Service No: IC-25067

Date of Birth : Oct 14,1950

Birth Place: Pune, Maharashtra

Service: Army

Last Rank: Second Lieutenant

Unit : 17 Poona Horse

Arm/Regt : The Armoured Corps

Operation: Op Cactus Lily

Awards: Param Vir Chakra

Date of Martyrdom : Dec 16 ,1971

2nd Lt Arun Khetarpal PVC

Second Lieutenant Arun Khetarpal was born on 14th October 1950 in Pune into a military family. Son of Lt Col (later Brigadier) M.L. Khetarpal and Mrs Maheshwari, 2nd Lt Arun was the eldest of their two  sons. As several generations of his family had served in the armed forces, the love for the Army life came naturally to him. His great grand father had been in the Sikh army and fought against the British, while his grand father had served in the British Army during World War I. He studied from the Lawrence School , Sanawar located in Kasauli hills in Himachal Pradesh and did very well in academics as well as sports.

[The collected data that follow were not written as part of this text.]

pub mod accumulator;
pub mod bootstrap;
pub mod config;
pub mod pipelines;

pub use accumulator::Accumulator;
pub use bootstrap::build_pipeline;
pub use config::{BatchPipelineParameters, NoOpPipelineParameters, PipelineConfig, StageConfig};
pub use pipelines::{BatchPipeline, NoOpPipeline};
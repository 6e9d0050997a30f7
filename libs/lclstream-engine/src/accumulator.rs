use indexmap::IndexMap;

use lclstream_api::{Array, DType, FieldSignature, PipelineError, Record, Value};

/// One field of the batch being filled: expected per-event signature plus
/// the values stacked so far (leading dimension = number of events).
#[derive(Debug, Clone)]
struct Column {
    signature: FieldSignature,
    stacked: Array,
}

impl Column {
    /// Stack one more value, promoting the column or the value to float when
    /// integers and floats meet.
    fn push(&mut self, mut value: Value) -> Result<(), PipelineError> {
        if self.signature.dtype != value.dtype() {
            if self.signature.dtype == DType::Int {
                let stacked = std::mem::replace(&mut self.stacked, Array::from(Vec::<f64>::new()));
                self.stacked = stacked.into_float();
                self.signature.dtype = DType::Float;
                tracing::debug!(signature = %self.signature, "column promoted to float");
            } else {
                value = value.into_float();
            }
        }
        self.stacked.push_row(value)
    }
}

/// Collects event records until they are combined into one batch record.
///
/// The first event after a reset fixes the batch layout: its field names, in
/// its order, and the element type and shape of every field. Each later event
/// is validated against that layout when it is added; a rejected event leaves
/// the accumulator untouched. Integer and float values of the same shape share
/// a column, which then holds floats.
#[derive(Debug, Default)]
pub struct Accumulator {
    columns: IndexMap<String, Column>,
    count: usize,
}

impl Accumulator {
    pub fn new() -> Self {
        Self::default()
    }

    /// Append one event record.
    pub fn add(&mut self, record: Record) -> Result<(), PipelineError> {
        if self.count == 0 {
            self.columns = record
                .into_iter()
                .map(|(name, value)| {
                    let column = Column {
                        signature: value.signature(),
                        stacked: value.batched(),
                    };
                    (name, column)
                })
                .collect();
            self.count = 1;
            tracing::trace!(fields = self.columns.len(), "batch layout fixed by first event");
            return Ok(());
        }

        self.check(&record)?;
        for (name, value) in record {
            if let Some(column) = self.columns.get_mut(&name) {
                column.push(value)?;
            }
        }
        self.count += 1;
        tracing::trace!(pending = self.count, "event accepted");
        Ok(())
    }

    fn check(&self, record: &Record) -> Result<(), PipelineError> {
        let missing: Vec<String> = self
            .columns
            .keys()
            .filter(|name| !record.contains(name))
            .cloned()
            .collect();
        let unexpected: Vec<String> = record
            .names()
            .filter(|name| !self.columns.contains_key(*name))
            .map(String::from)
            .collect();
        if !missing.is_empty() || !unexpected.is_empty() {
            return Err(PipelineError::FieldSetMismatch {
                event: self.count,
                missing,
                unexpected,
            });
        }

        for (name, value) in record.iter() {
            let Some(column) = self.columns.get(name) else {
                continue;
            };
            let found = value.signature();
            if column.signature.stack_with(&found).is_none() {
                return Err(PipelineError::ShapeMismatch {
                    event: self.count,
                    field: name.to_string(),
                    expected: column.signature.clone(),
                    found,
                });
            }
        }
        Ok(())
    }

    /// Number of pending events.
    pub fn size(&self) -> usize {
        self.count
    }

    pub fn is_empty(&self) -> bool {
        self.count == 0
    }

    /// Stack the pending events into one batch record, field order taken
    /// from the first event. `None` when nothing is pending.
    pub fn combine(&self) -> Option<Record> {
        if self.is_empty() {
            return None;
        }
        Some(
            self.columns
                .iter()
                .map(|(name, column)| (name.clone(), Value::Array(column.stacked.clone())))
                .collect(),
        )
    }

    /// Combine and clear in one step, without copying the stacked values.
    pub fn take(&mut self) -> Option<Record> {
        if self.is_empty() {
            return None;
        }
        self.count = 0;
        let columns = std::mem::take(&mut self.columns);
        Some(
            columns
                .into_iter()
                .map(|(name, column)| (name, Value::Array(column.stacked)))
                .collect(),
        )
    }

    /// Drop pending events and the batch layout.
    pub fn clear(&mut self) {
        self.columns.clear();
        self.count = 0;
    }
}

#[cfg(test)]
mod tests {
    use super::*;
    use lclstream_api::{ArrayData, ErrorKind};

    fn event(x: i64) -> Record {
        Record::new().with("x", x)
    }

    fn field<'a>(record: &'a Record, name: &str) -> &'a Array {
        record.get(name).and_then(Value::as_array).unwrap()
    }

    #[test]
    fn combine_stacks_in_arrival_order() {
        let mut acc = Accumulator::new();
        for x in [3, 1, 2] {
            acc.add(event(x)).unwrap();
        }
        assert_eq!(acc.size(), 3);

        let batch = acc.combine().unwrap();
        let x = field(&batch, "x");
        assert_eq!(x.shape(), &[3]);
        assert_eq!(x.data(), &ArrayData::Int(vec![3, 1, 2]));
        // combine does not consume
        assert_eq!(acc.size(), 3);
        assert_eq!(acc.combine().unwrap(), batch);
    }

    #[test]
    fn stacks_arrays_along_new_leading_dimension() {
        let mut acc = Accumulator::new();
        for i in 0..4 {
            let frame = Array::new(vec![2, 2], ArrayData::Float(vec![i as f64; 4])).unwrap();
            acc.add(Record::new().with("frame", frame).with("tag", "run")).unwrap();
        }
        let batch = acc.take().unwrap();
        let frame = field(&batch, "frame");
        assert_eq!(frame.shape(), &[4, 2, 2]);
        assert_eq!(
            frame.row(3).unwrap().as_array().unwrap().data(),
            &ArrayData::Float(vec![3.0; 4])
        );
        let tag = field(&batch, "tag");
        assert_eq!(tag.shape(), &[4]);
        assert_eq!(tag.dtype(), DType::Str);
    }

    #[test]
    fn batch_field_order_follows_first_event() {
        let mut acc = Accumulator::new();
        acc.add(Record::new().with("b", 1_i64).with("a", 2_i64)).unwrap();
        acc.add(Record::new().with("a", 3_i64).with("b", 4_i64)).unwrap();
        let batch = acc.combine().unwrap();
        let names: Vec<&str> = batch.names().collect();
        assert_eq!(names, ["b", "a"]);
        assert_eq!(field(&batch, "a").data(), &ArrayData::Int(vec![2, 3]));
        assert_eq!(field(&batch, "b").data(), &ArrayData::Int(vec![1, 4]));
    }

    #[test]
    fn clear_resets_size_and_layout() {
        let mut acc = Accumulator::new();
        acc.add(event(1)).unwrap();
        acc.add(event(2)).unwrap();
        acc.clear();
        assert_eq!(acc.size(), 0);
        assert!(acc.is_empty());
        assert!(acc.combine().is_none());
        assert!(acc.take().is_none());

        // a fresh layout is accepted after a reset
        acc.add(Record::new().with("y", "s")).unwrap();
        assert_eq!(acc.size(), 1);
    }

    #[test]
    fn take_empties_accumulator() {
        let mut acc = Accumulator::new();
        acc.add(event(7)).unwrap();
        let batch = acc.take().unwrap();
        assert_eq!(field(&batch, "x").data(), &ArrayData::Int(vec![7]));
        assert!(acc.is_empty());
        assert!(acc.combine().is_none());
    }

    #[test]
    fn rejects_field_set_mismatch_eagerly() {
        let mut acc = Accumulator::new();
        acc.add(Record::new().with("x", 1_i64).with("y", 2_i64)).unwrap();
        let err = acc
            .add(Record::new().with("x", 1_i64).with("z", 2_i64))
            .unwrap_err();
        match err {
            PipelineError::FieldSetMismatch {
                event,
                missing,
                unexpected,
            } => {
                assert_eq!(event, 1);
                assert_eq!(missing, ["y"]);
                assert_eq!(unexpected, ["z"]);
            }
            other => panic!("unexpected error: {other}"),
        }
        assert_eq!(acc.size(), 1);
    }

    #[test]
    fn rejects_shape_and_dtype_mismatch() {
        let mut acc = Accumulator::new();
        acc.add(Record::new().with("v", Array::from(vec![1.0, 2.0]))).unwrap();

        let err = acc
            .add(Record::new().with("v", Array::from(vec![1.0, 2.0, 3.0])))
            .unwrap_err();
        assert_eq!(err.kind(), ErrorKind::Shape);
        assert_eq!(
            err.to_string(),
            "shape mismatch at event 1, field 'v': expected float64[2], found float64[3]"
        );

        let err = acc
            .add(Record::new().with("v", Array::from(vec!["a".to_string(), "b".to_string()])))
            .unwrap_err();
        assert!(matches!(err, PipelineError::ShapeMismatch { ref field, .. } if field == "v"));

        let err = acc.add(Record::new().with("v", 1.0)).unwrap_err();
        assert_eq!(err.kind(), ErrorKind::Shape);

        assert_eq!(acc.size(), 1);
        assert_eq!(field(&acc.combine().unwrap(), "v").shape(), &[1, 2]);
    }

    #[test]
    fn int_column_is_promoted_by_a_float_event() {
        let mut acc = Accumulator::new();
        acc.add(Record::new().with("e", 1_i64)).unwrap();
        acc.add(Record::new().with("e", 1.5)).unwrap();
        acc.add(Record::new().with("e", 2_i64)).unwrap();
        let batch = acc.take().unwrap();
        assert_eq!(field(&batch, "e").data(), &ArrayData::Float(vec![1.0, 1.5, 2.0]));
    }

    #[test]
    fn int_arrays_join_a_float_column() {
        let mut acc = Accumulator::new();
        acc.add(Record::new().with("v", Array::from(vec![0.5, 1.5]))).unwrap();
        acc.add(Record::new().with("v", Array::from(vec![1_i64, 2]))).unwrap();
        let batch = acc.combine().unwrap();
        let v = field(&batch, "v");
        assert_eq!(v.shape(), &[2, 2]);
        assert_eq!(v.data(), &ArrayData::Float(vec![0.5, 1.5, 1.0, 2.0]));
    }

    #[test]
    fn promotion_does_not_loosen_shape_checks() {
        let mut acc = Accumulator::new();
        acc.add(Record::new().with("v", Array::from(vec![1_i64, 2]))).unwrap();
        let err = acc
            .add(Record::new().with("v", Array::from(vec![1.0, 2.0, 3.0])))
            .unwrap_err();
        assert_eq!(
            err.to_string(),
            "shape mismatch at event 1, field 'v': expected int64[2], found float64[3]"
        );
        assert_eq!(field(&acc.combine().unwrap(), "v").dtype(), DType::Int);
    }

    #[test]
    fn rejected_event_leaves_other_columns_untouched() {
        let mut acc = Accumulator::new();
        acc.add(Record::new().with("a", 1_i64).with("b", 1_i64)).unwrap();
        assert!(acc.add(Record::new().with("a", 2_i64).with("b", "oops")).is_err());
        let batch = acc.combine().unwrap();
        assert_eq!(field(&batch, "a").data(), &ArrayData::Int(vec![1]));
    }
}
pub mod error;
pub mod pipeline;
pub mod record;
pub mod value;

pub use error::{ErrorKind, PipelineError};
pub use pipeline::{ProcessingPipeline, RecordStream};
pub use record::Record;
pub use value::{Array, ArrayData, DType, FieldSignature, Value};
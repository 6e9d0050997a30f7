use crate::error::PipelineError;
use crate::record::Record;

/// Lazy, single-pass sequence of records.
///
/// Errors travel in-band. A stream that yields an error yields nothing after it.
pub type RecordStream<'a> = Box<dyn Iterator<Item = Result<Record, PipelineError>> + 'a>;

/// Processing pipeline: transforms a stream of event records into a stream
/// of output records for the serializer.
///
/// Evaluation is pull-based: `transform` does no work by itself, each output
/// record is produced when the consumer asks for it. At most one traversal of
/// the returned stream is active at a time and any per-traversal state (such
/// as a batch being filled) belongs to that stream.
///
/// Implementations:
/// - `NoOpPipeline`: one output per event, every value gains a unit batch dimension
/// - `BatchPipeline`: groups events into fixed-size batches
pub trait ProcessingPipeline {
    /// Short name for logs (e.g. `"batch"`).
    fn name(&self) -> &'static str;

    fn transform<'a>(&'a self, input: RecordStream<'a>) -> RecordStream<'a>;
}

impl<P: ProcessingPipeline + ?Sized> ProcessingPipeline for Box<P> {
    fn name(&self) -> &'static str {
        (**self).name()
    }

    fn transform<'a>(&'a self, input: RecordStream<'a>) -> RecordStream<'a> {
        (**self).transform(input)
    }
}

He was made the school prefect in view of his all-round performance and he lived up to this school motto, “Never Give In” even after becoming an army officer.

 

He joined the National Defence Academy in June 1967. He belonged to Foxtrot Squadron and was the Squadron Cadet Captain of the 38th Course. Later on, he went to join the Indian Military Academy and was commissioned into the 17 Poona Horse on 13 June 1971. Just six months later, the war with Pakistan broke out on 03 Dec 1971 and 2nd Lt Arun Khetarpal was undergoing the Young Officers’ Course at Ahmednagar at that time. He was recalled from the course and soon joined his unit to take part in the famous “Battle of Basantar” in the Shakargarh sector.  

 

Indo-Pak War : 16 Dec 1971

 

During the Indo-Pak War of 1971, the 17 Poona Horse was assigned to the command of the 47th Infantry Brigade, which was involved in the Battle of Basantar in the Shakargarh sector. The Brigade had to establish a bridgehead across the River Basantar. On 15th December, the brigade had captured its objective, although, it was filled with extensive mines by the enemy, preventing deployment of tanks of Poona Horse. It was a joint operation by 17 Horse, 4 Horse(Two armoured Regiments), 16 Madras and 3 Grenadiers. The engineers had cleared the mines halfway when the Indian troops noticed alarming activity of the enemy armour asking for air support. At this critical juncture, the 17 Poona Horse decided to push through the minefield.

 

On 16 December, Pakistani armour launched the first of their counter-attacks under the cover of a smokescreen at Jarpal, targeting the ‘B’ Squadron. The commander of the squadron urgently called for reinforcements. 2nd Lt. Arun Khetarpal, who was in ‘A’ squadron and was stationed close by, responded promptly, along with the rest of his regiment. 2nd Lt Khetarpal rushed to meet the Pakistani armour and launched his ferocious counter attack. With his troops, he was able to subdue the enemy advance with his tanks successfully. However, in the exchange, the commander of the second tank Lt Ahlawat got killed. Alone in charge, 2nd Lt Khetarpal continued his attack on the enemy. But the enemy did not retreat despite heavy casualties. 2nd Lt. Khetarpal attacked the incoming Pakistani troops and tanks taking down an enemy tank in the process. However, Pakistani forces regrouped and counterattacked. In the ensuing tank battle, 2nd Lt Arun Khetarpal with his 2 remaining tanks fought off and destroyed 10 enemy tanks.

 

However during the fierce tank battle 2nd Lt Arun Khetarpal’s tank was hit by enemy fire, but he did not abandon the tank, instead he fought on. His final words over the radio to a superior officer who had ordered him to abandon his burning tank were, “No Sir, I will not abandon my tank. My Main gun is still working and I will get these bastards.” Then he set about destroying the remaining enemy tanks. The last enemy tank, which he shot, was barely 100 metres from his position. At this stage, his tank received a second hit and the shell entered into the tank through its cupola ripping his stomach. 2nd Lt Arun Khetarpal met a hero’s death, trying to deny the Pakistani Army the intended breakthrough. The enemy could not get the passage it was so desperately seeking and not one enemy tank could get past him. 2nd Lt Khetarpal’s body and his tank “Famagusta” were captured and were later returned to the Indian army. On 17th December, 1971, 2nd Lt Arun Khetarpal was cremated near Samba district and his ashes were sent to his family.

 

2nd Lt Arun Khetarpal was given the nation’s highest gallantry award, “Param Vir Chakra” for his cold courage, unfaltering leadership and supreme sacrifice. 2nd Lt Arun Khetarpal at the young age of 21 yrs performed an act of courage and self-sacrifice that went far beyond the call of duty.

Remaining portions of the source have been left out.